### YOUR TASK:
Beneath this instruction is a block of data; output from it exactly the lines that run from the one containing "filename src/main.rs" through the one containing "use tracing_subscriber::EnvFilter;", inclusive.

### RECORD EXCERPTS:
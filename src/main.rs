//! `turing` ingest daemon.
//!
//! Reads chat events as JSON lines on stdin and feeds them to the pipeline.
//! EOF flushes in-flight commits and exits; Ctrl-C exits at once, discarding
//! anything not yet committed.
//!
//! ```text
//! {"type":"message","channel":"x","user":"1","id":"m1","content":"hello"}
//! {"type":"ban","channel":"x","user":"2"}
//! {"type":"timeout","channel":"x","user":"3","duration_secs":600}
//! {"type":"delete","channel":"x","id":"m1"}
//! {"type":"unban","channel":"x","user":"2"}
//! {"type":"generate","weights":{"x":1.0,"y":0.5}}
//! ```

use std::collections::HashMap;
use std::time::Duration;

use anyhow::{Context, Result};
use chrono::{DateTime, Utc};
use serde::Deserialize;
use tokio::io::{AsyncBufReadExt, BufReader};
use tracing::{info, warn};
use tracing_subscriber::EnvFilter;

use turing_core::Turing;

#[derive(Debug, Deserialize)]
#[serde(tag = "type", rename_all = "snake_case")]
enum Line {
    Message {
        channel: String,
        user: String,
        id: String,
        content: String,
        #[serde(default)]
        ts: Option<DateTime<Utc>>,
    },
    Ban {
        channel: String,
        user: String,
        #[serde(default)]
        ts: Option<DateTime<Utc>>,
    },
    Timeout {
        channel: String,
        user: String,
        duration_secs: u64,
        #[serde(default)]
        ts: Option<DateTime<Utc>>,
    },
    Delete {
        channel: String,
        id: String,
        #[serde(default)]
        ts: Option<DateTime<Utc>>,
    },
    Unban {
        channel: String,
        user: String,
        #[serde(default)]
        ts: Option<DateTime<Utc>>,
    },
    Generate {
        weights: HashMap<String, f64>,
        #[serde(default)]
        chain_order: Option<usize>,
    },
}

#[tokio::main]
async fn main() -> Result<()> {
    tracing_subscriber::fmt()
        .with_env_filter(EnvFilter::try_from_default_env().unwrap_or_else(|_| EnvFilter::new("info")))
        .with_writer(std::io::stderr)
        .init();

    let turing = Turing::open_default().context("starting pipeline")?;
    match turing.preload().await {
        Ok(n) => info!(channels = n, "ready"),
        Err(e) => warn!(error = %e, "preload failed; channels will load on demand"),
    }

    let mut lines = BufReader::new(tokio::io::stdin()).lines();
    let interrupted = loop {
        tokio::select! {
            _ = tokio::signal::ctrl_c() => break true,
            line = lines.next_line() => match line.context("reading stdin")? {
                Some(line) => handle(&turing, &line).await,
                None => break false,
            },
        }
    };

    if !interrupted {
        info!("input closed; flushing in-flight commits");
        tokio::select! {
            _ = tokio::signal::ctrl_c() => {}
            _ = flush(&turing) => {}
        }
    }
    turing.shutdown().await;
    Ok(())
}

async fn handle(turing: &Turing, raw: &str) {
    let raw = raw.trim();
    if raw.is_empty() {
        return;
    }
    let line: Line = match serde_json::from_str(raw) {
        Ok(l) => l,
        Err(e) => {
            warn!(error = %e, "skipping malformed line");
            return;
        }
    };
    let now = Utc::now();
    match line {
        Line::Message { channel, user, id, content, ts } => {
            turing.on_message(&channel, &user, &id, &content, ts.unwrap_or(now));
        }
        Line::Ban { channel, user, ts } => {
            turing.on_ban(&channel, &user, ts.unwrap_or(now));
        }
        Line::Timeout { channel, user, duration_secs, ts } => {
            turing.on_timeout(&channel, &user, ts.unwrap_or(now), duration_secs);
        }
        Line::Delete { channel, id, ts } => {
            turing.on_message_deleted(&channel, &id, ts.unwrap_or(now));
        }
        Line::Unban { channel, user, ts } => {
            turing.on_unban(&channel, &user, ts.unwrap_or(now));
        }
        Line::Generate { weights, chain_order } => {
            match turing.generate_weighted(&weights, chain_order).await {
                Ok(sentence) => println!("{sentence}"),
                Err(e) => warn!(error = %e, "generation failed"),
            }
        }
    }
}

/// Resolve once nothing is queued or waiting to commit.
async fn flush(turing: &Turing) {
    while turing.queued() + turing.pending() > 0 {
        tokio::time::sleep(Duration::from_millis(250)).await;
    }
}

* * *

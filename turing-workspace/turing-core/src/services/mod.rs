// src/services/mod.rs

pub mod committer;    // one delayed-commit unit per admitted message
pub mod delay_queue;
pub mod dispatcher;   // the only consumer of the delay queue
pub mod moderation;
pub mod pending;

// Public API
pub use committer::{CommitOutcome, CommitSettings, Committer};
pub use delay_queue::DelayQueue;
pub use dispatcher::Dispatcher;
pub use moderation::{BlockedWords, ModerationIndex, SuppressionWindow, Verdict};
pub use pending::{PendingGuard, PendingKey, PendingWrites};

### SOLUTION FOR THIS PROBLEM:
filename src/main.rs
//! `turing` ingest daemon.
//!
//! Reads chat events as JSON lines on stdin and feeds them to the pipeline.
//! EOF flushes in-flight commits and exits; Ctrl-C exits at once, discarding
//! anything not yet committed.
//!
//! ```text
//! {"type":"message","channel":"x","user":"1","id":"m1","content":"hello"}
//! {"type":"ban","channel":"x","user":"2"}
//! {"type":"timeout","channel":"x","user":"3","duration_secs":600}
//! {"type":"delete","channel":"x","id":"m1"}
//! {"type":"unban","channel":"x","user":"2"}
//! {"type":"generate","weights":{"x":1.0,"y":0.5}}
//! ```

use std::collections::HashMap;
use std::time::Duration;

use anyhow::{Context, Result};
use chrono::{DateTime, Utc};
use serde::Deserialize;
use tokio::io::{AsyncBufReadExt, BufReader};
use tracing::{info, warn};
use tracing_subscriber::EnvFilter;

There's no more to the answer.